De plus, le Verseau savait que Milo devait avoir un peu plus d'expérience que lui. On lui avait rapporté des bruits sur les quelques cours d'un soir qu'il avait menées à des filles éphémères en faisant des virées avec le Lion… La réputation de Milo n'était plus à faire.
« Camus… Tu ne seras jamais décevant. Je sais ce que tu penses : que j'ai beaucoup plus d'expérience que toi. Et que tu ne seras pas à la hauteur. Laisse-moi te détromper maintenant : ce sont les aventures que j'ai eues qui seront décevantes par rapport à toi. Et tu sais pourquoi ? Parce que c'est toi que j'aime. A chaque fois que j'ai pu m'égarer ailleurs… Je m'imaginais dans tes bras. Alors… Autant te dire que tu seras toujours bien plus satisfaisant à mes yeux que quiconque sur cette planète. Quel que soit ce que tu veux bien me donner. Camus… Tu me suffiras toujours. Parce que je n'ai jamais aimé que toi. »

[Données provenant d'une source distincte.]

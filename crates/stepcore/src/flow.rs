//! Persisted flow format (import/export)

use crate::{
    Endpoint, ImportError, ImportIssue, Position, Properties, Step, StepId, TypeRegistry,
    WorkflowGraph,
};
use serde::{Deserialize, Serialize};
use serde_json::Value as Json;

pub const FLOW_VERSION: &str = "1.0.0";

/// Exchanged flow document
#[derive(Debug, Clone, PartialEq, Serialize, Deserialize)]
pub struct FlowDocument {
    pub version: String,
    pub steps: Vec<FlowStep>,
    pub edges: Vec<FlowEdge>,
}

#[derive(Debug, Clone, PartialEq, Serialize, Deserialize)]
#[serde(rename_all = "camelCase")]
pub struct FlowStep {
    pub id: StepId,
    pub type_id: String,
    pub position: FlowPosition,
    pub props: Properties,
}

/// Canvas position rounded to whole pixels
#[derive(Debug, Clone, Copy, PartialEq, Eq, Serialize, Deserialize)]
pub struct FlowPosition {
    pub x: i64,
    pub y: i64,
}

impl From<Position> for FlowPosition {
    fn from(position: Position) -> Self {
        Self {
            x: position.x.round() as i64,
            y: position.y.round() as i64,
        }
    }
}

#[derive(Debug, Clone, PartialEq, Serialize, Deserialize)]
pub struct FlowEdge {
    pub from: StepId,
    pub to: StepId,
}

/// Outcome of a partially successful import
#[derive(Debug, Clone, Default)]
pub struct ImportSummary {
    pub imported: usize,
    /// Step entries that were skipped
    pub invalid: usize,
    pub dropped_edges: usize,
    pub issues: Vec<ImportIssue>,
}

impl ImportSummary {
    fn skip_step(&mut self, issue: ImportIssue) {
        tracing::warn!("{}", issue);
        self.invalid += 1;
        self.issues.push(issue);
    }

    fn drop_edge(&mut self, index: usize, reason: impl Into<String>) {
        let issue = ImportIssue::DroppedEdge {
            index,
            reason: reason.into(),
        };
        tracing::debug!("{}", issue);
        self.dropped_edges += 1;
        self.issues.push(issue);
    }
}

impl WorkflowGraph {
    pub fn to_flow(&self) -> FlowDocument {
        FlowDocument {
            version: FLOW_VERSION.to_string(),
            steps: self
                .steps
                .iter()
                .map(|s| FlowStep {
                    id: s.id.clone(),
                    type_id: s.type_id.clone(),
                    position: s.position.into(),
                    props: s.properties.clone(),
                })
                .collect(),
            edges: self
                .edges
                .iter()
                .map(|e| FlowEdge {
                    from: e.from.step.clone(),
                    to: e.to.step.clone(),
                })
                .collect(),
        }
    }

    pub fn export_json(&self) -> Result<String, serde_json::Error> {
        serde_json::to_string_pretty(&self.to_flow())
    }

    /// Replace the graph with the flow in `text`.
    pub fn import_json(
        &mut self,
        text: &str,
        registry: &TypeRegistry,
    ) -> Result<ImportSummary, ImportError> {
        if text.trim().is_empty() {
            return Err(ImportError::Validation("empty payload".to_string()));
        }
        let payload: Json = serde_json::from_str(text)?;
        self.import_value(&payload, registry)
    }

    /// Replace the graph with the flow in `payload`.
    ///
    /// A payload that is not an object or has no `steps` array is rejected
    /// and the graph is left untouched. Otherwise bad step entries are
    /// skipped and counted, and edges that cannot be honored are dropped.
    pub fn import_value(
        &mut self,
        payload: &Json,
        registry: &TypeRegistry,
    ) -> Result<ImportSummary, ImportError> {
        let root = payload
            .as_object()
            .ok_or_else(|| ImportError::Validation("payload is not a JSON object".to_string()))?;
        let steps = root
            .get("steps")
            .and_then(Json::as_array)
            .ok_or_else(|| ImportError::Validation("payload has no steps array".to_string()))?;
        let edges = root
            .get("edges")
            .and_then(Json::as_array)
            .map(Vec::as_slice)
            .unwrap_or_default();

        match root.get("version").and_then(Json::as_str) {
            Some(FLOW_VERSION) => {}
            Some(other) => tracing::warn!("Importing flow version {} as {}", other, FLOW_VERSION),
            None => tracing::warn!("Flow has no version, assuming {}", FLOW_VERSION),
        }

        self.clear();
        // keep generated ids clear of explicit step_<n> ids
        self.seq = steps
            .iter()
            .filter_map(|s| s.get("id").and_then(Json::as_str))
            .filter_map(sequence_number)
            .filter_map(|n| n.checked_add(1))
            .max()
            .unwrap_or(1);

        let mut summary = ImportSummary::default();

        for (index, entry) in steps.iter().enumerate() {
            let Some(entry) = entry.as_object() else {
                summary.skip_step(ImportIssue::NotAnObject { index });
                continue;
            };

            let Some(type_id) = entry
                .get("typeId")
                .or_else(|| entry.get("type"))
                .and_then(Json::as_str)
                .filter(|t| !t.is_empty())
            else {
                summary.skip_step(ImportIssue::MissingType { index });
                continue;
            };

            let Some(def) = registry.get_def_by_id(type_id) else {
                summary.skip_step(ImportIssue::UnresolvedType {
                    index,
                    type_id: type_id.to_string(),
                });
                continue;
            };

            let id = match entry.get("id").and_then(Json::as_str).filter(|id| !id.is_empty()) {
                Some(id) => id.to_string(),
                None => self.next_step_id(),
            };
            if self.contains_step(&id) {
                summary.skip_step(ImportIssue::DuplicateId { index, id });
                continue;
            }

            let slot = summary.imported as f64;
            let position = entry.get("position");
            let coordinate = |axis: &str| position.and_then(|p| p.get(axis)).and_then(Json::as_f64);
            let position = Position::new(
                coordinate("x").unwrap_or(100.0 + slot * 200.0),
                coordinate("y").unwrap_or(100.0 + slot * 80.0),
            );

            let mut properties = def.default_properties();
            if let Some(props) = entry.get("props").and_then(Json::as_object) {
                properties.extend(props.iter().map(|(k, v)| (k.clone(), v.clone())));
            }

            self.steps.push(Step {
                id: id.clone(),
                type_id: def.id.clone(),
                label: def.name.clone(),
                category: def.category.clone(),
                position,
                properties,
            });
            self.last_created = Some(id);
            summary.imported += 1;
        }

        for (index, entry) in edges.iter().enumerate() {
            let (Some(from), Some(to)) = (
                entry.get("from").and_then(endpoint_step),
                entry.get("to").and_then(endpoint_step),
            ) else {
                summary.drop_edge(index, "missing endpoint");
                continue;
            };

            if !self.contains_step(from) || !self.contains_step(to) {
                summary.drop_edge(index, format!("{} -> {} references a missing step", from, to));
                continue;
            }

            if self
                .add_edge(Endpoint::output(from), Endpoint::input(to))
                .is_none()
            {
                summary.drop_edge(index, format!("{} -> {} is a self-loop or duplicate", from, to));
            }
        }

        tracing::info!(
            "Flow imported: {} valid steps, {} invalid, {} edges ({} dropped)",
            summary.imported,
            summary.invalid,
            self.edges.len(),
            summary.dropped_edges
        );
        if summary.invalid > 0 {
            tracing::warn!("{} step(s) could not be imported", summary.invalid);
        }
        self.invalidate_bounds();

        Ok(summary)
    }
}

/// Edge endpoints are plain step ids, or `{ "step": id, ... }` objects.
fn endpoint_step(value: &Json) -> Option<&str> {
    value
        .as_str()
        .or_else(|| value.get("step").and_then(Json::as_str))
}

fn sequence_number(id: &str) -> Option<u64> {
    id.strip_prefix("step_")?.parse().ok()
}

#[cfg(test)]
mod tests {
    use super::*;
    use crate::{GraphSettings, StepTypeDefinition};
    use serde_json::json;

    fn manual_graph() -> WorkflowGraph {
        WorkflowGraph::with_settings(GraphSettings {
            auto_connect: false,
            ..GraphSettings::default()
        })
    }

    #[test]
    fn partial_import_counts_unknown_types() {
        let registry = TypeRegistry::builtin();
        let mut graph = manual_graph();
        let payload = json!({
            "version": "1.0.0",
            "steps": [
                { "id": "step_1", "typeId": "open_page", "position": { "x": 10, "y": 20 }, "props": { "url": "https://example.com" } },
                { "id": "step_2", "typeId": "teleport", "position": { "x": 30, "y": 20 }, "props": {} },
                { "id": "step_3", "typeId": "close_browser", "position": { "x": 50, "y": 20 }, "props": {} }
            ],
            "edges": [
                { "from": "step_1", "to": "step_2" },
                { "from": "step_1", "to": "step_3" }
            ]
        });

        let summary = graph.import_value(&payload, &registry).unwrap();

        assert_eq!(graph.steps().len(), 2);
        assert_eq!(summary.imported, 2);
        assert_eq!(summary.invalid, 1);
        assert_eq!(summary.dropped_edges, 1);
        assert_eq!(
            summary.issues[0],
            ImportIssue::UnresolvedType {
                index: 1,
                type_id: "teleport".to_string()
            }
        );
        assert!(graph.has_edge("step_1", "step_3"));
        assert_eq!(
            graph.step("step_1").unwrap().properties["url"],
            json!("https://example.com")
        );
    }

    #[test]
    fn malformed_payload_leaves_graph_untouched() {
        let registry = TypeRegistry::builtin();
        let mut graph = manual_graph();
        graph.add_step(registry.get_def_by_id("click").unwrap(), Position::default());

        for payload in [json!([1, 2, 3]), json!({ "edges": [] }), json!({ "steps": "nope" })] {
            assert!(matches!(
                graph.import_value(&payload, &registry),
                Err(ImportError::Validation(_))
            ));
        }
        assert!(matches!(
            graph.import_json("{ not json", &registry),
            Err(ImportError::Malformed(_))
        ));
        assert!(graph.import_json("  ", &registry).is_err());

        assert_eq!(graph.steps().len(), 1);
    }

    #[test]
    fn tolerant_entries() {
        let registry = TypeRegistry::builtin();
        let mut graph = manual_graph();
        let payload = json!({
            "version": "1.0.0",
            "steps": [
                "garbage",
                { "id": "step_7", "type": "click", "props": { "selector": "#go" } },
                { "typeId": "read_csv" },
                { "id": "step_7", "typeId": "close_app" },
                { "id": "step_9" }
            ],
            "edges": [
                { "from": { "step": "step_7", "port": "E" }, "to": { "step": "step_10", "port": "W" } },
                { "from": "step_7" },
                { "from": "step_7", "to": "step_7" },
                { "from": "step_7", "to": "step_10" }
            ]
        });

        let summary = graph.import_value(&payload, &registry).unwrap();

        assert_eq!(summary.imported, 2);
        assert_eq!(summary.invalid, 3);
        assert_eq!(summary.dropped_edges, 3);

        let click = graph.step("step_7").unwrap();
        assert_eq!(click.properties["selector"], json!("#go"));
        assert_eq!(click.properties["button"], json!("left"));
        assert_eq!(click.position, Position::new(100.0, 100.0));

        // generated id continues after the highest explicit one
        let csv = graph.step("step_10").unwrap();
        assert_eq!(csv.type_id, "read_csv");
        assert_eq!(csv.position, Position::new(300.0, 180.0));
        assert_eq!(graph.edges().len(), 1);
    }

    #[test]
    fn export_shape_matches_format() {
        let def = StepTypeDefinition::new("open_page", "Open", "start")
            .with_field(crate::FieldSpec::url("url", "URL"));
        let mut graph = WorkflowGraph::new();
        graph.place_step(&def, Position::new(10.4, 20.6));
        graph.place_step(&def, Position::new(200.0, 20.0));

        let text = graph.export_json().unwrap();
        assert!(text.contains("\"x\": 10,"), "whole-pixel coordinates: {}", text);
        let exported: Json = serde_json::from_str(&text).unwrap();

        assert_eq!(
            exported,
            json!({
                "version": "1.0.0",
                "steps": [
                    { "id": "step_1", "typeId": "open_page", "position": { "x": 10, "y": 21 }, "props": { "url": "" } },
                    { "id": "step_2", "typeId": "open_page", "position": { "x": 200, "y": 20 }, "props": { "url": "" } }
                ],
                "edges": [ { "from": "step_1", "to": "step_2" } ]
            })
        );
    }

    #[test]
    fn exported_flow_imports_back() {
        let registry = TypeRegistry::builtin();
        let mut graph = WorkflowGraph::new();
        for id in ["open_page", "click", "close_browser"] {
            graph.place_step(registry.get_def_by_id(id).unwrap(), Position::new(0.0, 0.0));
        }
        let text = graph.export_json().unwrap();

        let mut restored = WorkflowGraph::new();
        let summary = restored.import_json(&text, &registry).unwrap();

        assert_eq!(summary.invalid, 0);
        assert_eq!(restored.to_flow(), graph.to_flow());
        assert_eq!(restored.last_created(), Some("step_3"));
    }

    #[test]
    fn sequence_ids_at_the_top_of_the_range() {
        let registry = TypeRegistry::builtin();
        let click = registry.get_def_by_id("click").unwrap();

        let mut graph = manual_graph();
        let summary = graph
            .import_json(
                r#"{ "steps": [ { "id": "step_18446744073709551615", "typeId": "click" } ] }"#,
                &registry,
            )
            .unwrap();
        assert_eq!(summary.imported, 1);
        assert_eq!(graph.add_step(click, Position::default()).id, "step_1");

        let mut graph = manual_graph();
        graph
            .import_json(
                r#"{ "steps": [ { "id": "step_18446744073709551614", "typeId": "click" } ] }"#,
                &registry,
            )
            .unwrap();
        let first = graph.add_step(click, Position::default()).id.clone();
        let second = graph.add_step(click, Position::default()).id.clone();
        assert_eq!(first, "step_18446744073709551615");
        assert_eq!(second, "step_1");
        assert_eq!(graph.steps().len(), 3);
    }
}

Camus parvint à rester impassible extérieurement en entendant Milo prononcer ce touchant discours. Mais intérieurement, il faisait face à une tempête d'émotions.
« Tu as conscience que… Je risque de mettre un temps à… A m'habituer à tout ça. Je… Je ne voudrais pas que… Que tu t'ennuies…
- Moi ? M'ennuyer de toi ? s'offusqua légèrement Milo. Camus, s'il y a bien une chose que je sais, c'est que ça doit bien faire quatre ans au moins que j'ai compris que je suis amoureux de toi. Et pendant tout ce temps, et même en toute une vie, mon amour pour toi n'a jamais vacillé. Je dirais même qu'il s'amplifie de jour en jour. Et tu n'as rien fait de spécial. Et même, je ne te vois jamais ! Alors, quoi que tu fasses, tu ne m'ennuieras pas. »
Camus eut une expiration tremblante en entendant ces mots. Milo décida de le reprendre dans ses bras.
« Milo, retentit très faiblement le timbre timide de Camus. Je crois que… j'ai peur. »
Ouh là, se dit le grec. Le français devait être particulièrement ébranlé pour lui avouer une telle chose.
« Tu n'as rien à craindre, Camus. On ira à ton rythme. Après tout, je t'ai apprivoisé en tant qu'ami, alors, je saurai bien le faire en tant qu'amant, tu ne crois pas ?
- Si. Tu as toujours été parfait, Milo.
- Oh, je ne dirais pas ça, quand même. J'ai bien dû gaffer une centaine de fois, au moins.
- Elles sont oubliées, depuis longtemps. Merci… Milo. »
Le français posa avec une timidité touchante un baiser sur la joue du Scorpion. En retour, Milo lui fit le sourire le plus éclatant qu'il n'avait jamais vu.